People that have learned how spiders work, also learned how to fool them. Although your site may be of high-quality content, if you use any of behaviors defined as spamming, it can be blacklisted.
For directories, spamming usually means choosing an inappropriate category, capitalizing all letters, or using marketing language.
For search engines, definition of spamming varies. The following list includes behaviors defined as spamming by the top six engines: inappropriate site titles, descriptions and keywords; repetition of keywords, same color text and background (invisible text), tiny text, submitting more than once in a 24 hour period, mirror sites that point to different URLs, and meta refresh tags.
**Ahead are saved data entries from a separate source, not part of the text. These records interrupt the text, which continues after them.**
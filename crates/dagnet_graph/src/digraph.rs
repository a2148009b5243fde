//! Insertion-ordered directed graph container.
//!
//! [`OrderedDiGraph`] stores named nodes with an arbitrary attribute type and
//! directed edges between them. Both nodes and each node's adjacency lists
//! keep the order in which they were added, so every query and the
//! topological order are deterministic for a given construction sequence.
//!
//! The container knows nothing about units, roles or payloads; it is the
//! structural substrate [`Graph`](crate::graph::Graph) builds on, and the
//! read-only view exported for external tooling.

use core::cmp::Reverse;
use std::collections::BinaryHeap;

use hashbrown::HashMap;
use indexmap::IndexMap;
use indexmap::map::Entry;

use crate::edge::{Edge, EdgeId};
use crate::graph::ValidationError;
use crate::node::NodeId;

#[derive(Debug)]
struct NodeEntry<N> {
    weight: N,
    incoming: Vec<EdgeId>,
    outgoing: Vec<EdgeId>,
}

/// A directed graph whose nodes are keyed by name and kept in insertion order.
///
/// # Example
///
/// ```
/// use dagnet_graph::digraph::OrderedDiGraph;
///
/// let mut graph = OrderedDiGraph::new();
/// graph.add_node("a", ());
/// graph.add_node("b", ());
/// graph.add_edge("a", "b").unwrap();
///
/// let order: Vec<_> = graph
///     .topological_order()
///     .unwrap()
///     .into_iter()
///     .filter_map(|id| graph.node_name(id))
///     .collect();
/// assert_eq!(order, ["a", "b"]);
/// ```
#[derive(Debug)]
pub struct OrderedDiGraph<N> {
    nodes: IndexMap<String, NodeEntry<N>>,
    edges: Vec<Edge>,
    lookup: HashMap<(NodeId, NodeId), EdgeId>,
}

impl<N> Default for OrderedDiGraph<N> {
    fn default() -> Self {
        Self {
            nodes: IndexMap::new(),
            edges: Vec::new(),
            lookup: HashMap::new(),
        }
    }
}

impl<N> OrderedDiGraph<N> {
    /// Creates a new empty graph.
    #[must_use]
    pub fn new() -> Self {
        Self::default()
    }

    // ─────────────────────────────────────────────────────────────────────────
    // Mutation
    // ─────────────────────────────────────────────────────────────────────────

    /// Inserts a node, or overwrites the attributes of an existing node with
    /// the same name.
    ///
    /// Overwriting keeps the node's position and its edges.
    pub fn add_node(&mut self, name: impl Into<String>, weight: N) -> NodeId {
        match self.nodes.entry(name.into()) {
            Entry::Occupied(mut entry) => {
                entry.get_mut().weight = weight;
                NodeId(entry.index())
            }
            Entry::Vacant(entry) => {
                let id = NodeId(entry.index());
                entry.insert(NodeEntry {
                    weight,
                    incoming: Vec::new(),
                    outgoing: Vec::new(),
                });
                id
            }
        }
    }

    /// Inserts the edge `from -> to` between two existing nodes.
    ///
    /// Adding an edge that already exists returns its ID and changes nothing.
    ///
    /// # Errors
    ///
    /// Returns [`ValidationError::UnknownNode`] if either endpoint is missing.
    pub fn add_edge(&mut self, from: &str, to: &str) -> Result<EdgeId, ValidationError> {
        let from = self.require(from)?;
        let to = self.require(to)?;
        Ok(self.add_edge_between(from, to))
    }

    /// Inserts the edge `from -> to` by node ID. Both IDs must be valid.
    pub(crate) fn add_edge_between(&mut self, from: NodeId, to: NodeId) -> EdgeId {
        if let Some(&existing) = self.lookup.get(&(from, to)) {
            return existing;
        }
        let id = EdgeId(self.edges.len());
        self.edges.push(Edge::new(id, from, to));
        self.nodes[from.0].outgoing.push(id);
        self.nodes[to.0].incoming.push(id);
        self.lookup.insert((from, to), id);
        id
    }

    /// Removes the most recently added edges until `len` remain.
    pub(crate) fn truncate_edges(&mut self, len: usize) {
        while self.edges.len() > len {
            let Some(edge) = self.edges.pop() else {
                break;
            };
            // The newest edge is always last in both endpoint lists.
            self.nodes[edge.from.0].outgoing.pop();
            self.nodes[edge.to.0].incoming.pop();
            self.lookup.remove(&(edge.from, edge.to));
        }
    }

    /// Removes the most recently added node. It must have no edges left.
    pub(crate) fn pop_node(&mut self) -> Option<(String, N)> {
        let (_, last) = self.nodes.last()?;
        if !last.incoming.is_empty() || !last.outgoing.is_empty() {
            return None;
        }
        self.nodes.pop().map(|(name, entry)| (name, entry.weight))
    }

    // ─────────────────────────────────────────────────────────────────────────
    // Node queries
    // ─────────────────────────────────────────────────────────────────────────

    /// Returns the number of nodes.
    #[must_use]
    pub fn node_count(&self) -> usize {
        self.nodes.len()
    }

    /// Returns true if the graph has no nodes.
    #[must_use]
    pub fn is_empty(&self) -> bool {
        self.nodes.is_empty()
    }

    /// Returns true if a node with this name exists.
    #[must_use]
    pub fn contains_node(&self, name: &str) -> bool {
        self.nodes.contains_key(name)
    }

    /// Looks up a node's ID by name.
    #[must_use]
    pub fn node_id(&self, name: &str) -> Option<NodeId> {
        self.nodes.get_index_of(name).map(NodeId)
    }

    /// Returns a node's name.
    #[must_use]
    pub fn node_name(&self, id: NodeId) -> Option<&str> {
        self.nodes.get_index(id.0).map(|(name, _)| name.as_str())
    }

    /// Returns a node's attributes.
    #[must_use]
    pub fn node_weight(&self, id: NodeId) -> Option<&N> {
        self.nodes.get_index(id.0).map(|(_, entry)| &entry.weight)
    }

    /// Returns a node's attributes mutably.
    pub fn node_weight_mut(&mut self, id: NodeId) -> Option<&mut N> {
        self.nodes
            .get_index_mut(id.0)
            .map(|(_, entry)| &mut entry.weight)
    }

    /// Iterates over `(id, name, attributes)` in insertion order.
    pub fn nodes(&self) -> impl Iterator<Item = (NodeId, &str, &N)> {
        self.nodes
            .iter()
            .enumerate()
            .map(|(index, (name, entry))| (NodeId(index), name.as_str(), &entry.weight))
    }

    // ─────────────────────────────────────────────────────────────────────────
    // Edge queries
    // ─────────────────────────────────────────────────────────────────────────

    /// Returns the number of edges.
    #[must_use]
    pub fn edge_count(&self) -> usize {
        self.edges.len()
    }

    /// Returns all edges in insertion order.
    #[must_use]
    pub fn edges(&self) -> &[Edge] {
        &self.edges
    }

    /// Gets an edge by ID.
    #[must_use]
    pub fn edge(&self, id: EdgeId) -> Option<&Edge> {
        self.edges.get(id.0)
    }

    /// Returns the ID of the edge `from -> to`, if present.
    #[must_use]
    pub fn find_edge(&self, from: NodeId, to: NodeId) -> Option<EdgeId> {
        self.lookup.get(&(from, to)).copied()
    }

    /// Returns a node's incoming edges in the order they were added.
    ///
    /// Unknown IDs have no edges.
    #[must_use]
    pub fn in_edges(&self, id: NodeId) -> &[EdgeId] {
        self.nodes
            .get_index(id.0)
            .map_or(&[], |(_, entry)| entry.incoming.as_slice())
    }

    /// Returns a node's outgoing edges in the order they were added.
    ///
    /// Unknown IDs have no edges.
    #[must_use]
    pub fn out_edges(&self, id: NodeId) -> &[EdgeId] {
        self.nodes
            .get_index(id.0)
            .map_or(&[], |(_, entry)| entry.outgoing.as_slice())
    }

    /// Returns the number of incoming edges.
    #[must_use]
    pub fn in_degree(&self, id: NodeId) -> usize {
        self.in_edges(id).len()
    }

    /// Returns the number of outgoing edges.
    #[must_use]
    pub fn out_degree(&self, id: NodeId) -> usize {
        self.out_edges(id).len()
    }

    // ─────────────────────────────────────────────────────────────────────────
    // Ordering
    // ─────────────────────────────────────────────────────────────────────────

    /// Returns every node in an order where each edge's source precedes its
    /// target.
    ///
    /// Among nodes whose predecessors have all been emitted, the one inserted
    /// earliest goes first, which makes the order a pure function of the
    /// construction sequence.
    ///
    /// # Errors
    ///
    /// Returns [`ValidationError::CyclicGraph`] if the graph has a cycle.
    pub fn topological_order(&self) -> Result<Vec<NodeId>, ValidationError> {
        let mut in_degree: Vec<usize> = self
            .nodes
            .values()
            .map(|entry| entry.incoming.len())
            .collect();

        let mut ready: BinaryHeap<Reverse<usize>> = in_degree
            .iter()
            .enumerate()
            .filter(|&(_, degree)| *degree == 0)
            .map(|(index, _)| Reverse(index))
            .collect();

        let mut order = Vec::with_capacity(self.nodes.len());
        while let Some(Reverse(index)) = ready.pop() {
            order.push(NodeId(index));
            for edge in &self.nodes[index].outgoing {
                let target = self.edges[edge.0].to.0;
                in_degree[target] -= 1;
                if in_degree[target] == 0 {
                    ready.push(Reverse(target));
                }
            }
        }

        if order.len() != self.nodes.len() {
            let unresolved = in_degree
                .iter()
                .enumerate()
                .filter(|&(_, degree)| *degree > 0)
                .filter_map(|(index, _)| self.node_name(NodeId(index)).map(str::to_owned))
                .collect();
            return Err(ValidationError::CyclicGraph { unresolved });
        }

        Ok(order)
    }

    /// Returns true if the graph has no cycles.
    #[must_use]
    pub fn is_acyclic(&self) -> bool {
        self.topological_order().is_ok()
    }

    fn require(&self, name: &str) -> Result<NodeId, ValidationError> {
        self.node_id(name)
            .ok_or_else(|| ValidationError::UnknownNode(name.to_owned()))
    }
}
Anti-Spam Self-Help Checklist
Here is a list of things you can do to help prevent receiving spam in the first place:
Do not use a catchall email account on your domain(s). Only list aliases and POP accounts that you actually use. This stops the frequent spams that fire off emails to a list of names on a domain.
Obfuscate your email addresses on your website, i.e. replace them with JavaScript "trick" email addresses, or, switch to web forms for initial contact, rather than displaying an email address.
Here is our tool for accomplishing this>>Never, ever, click on any links in any spam - especially not to "unsubscribe". All this does is confirm to the spammer that they have a "live" address.
Configure your client to read any incoming emails in plain-text, never html. Html spam emails contain links to graphics and scripts on spammers sites, confirming your email address.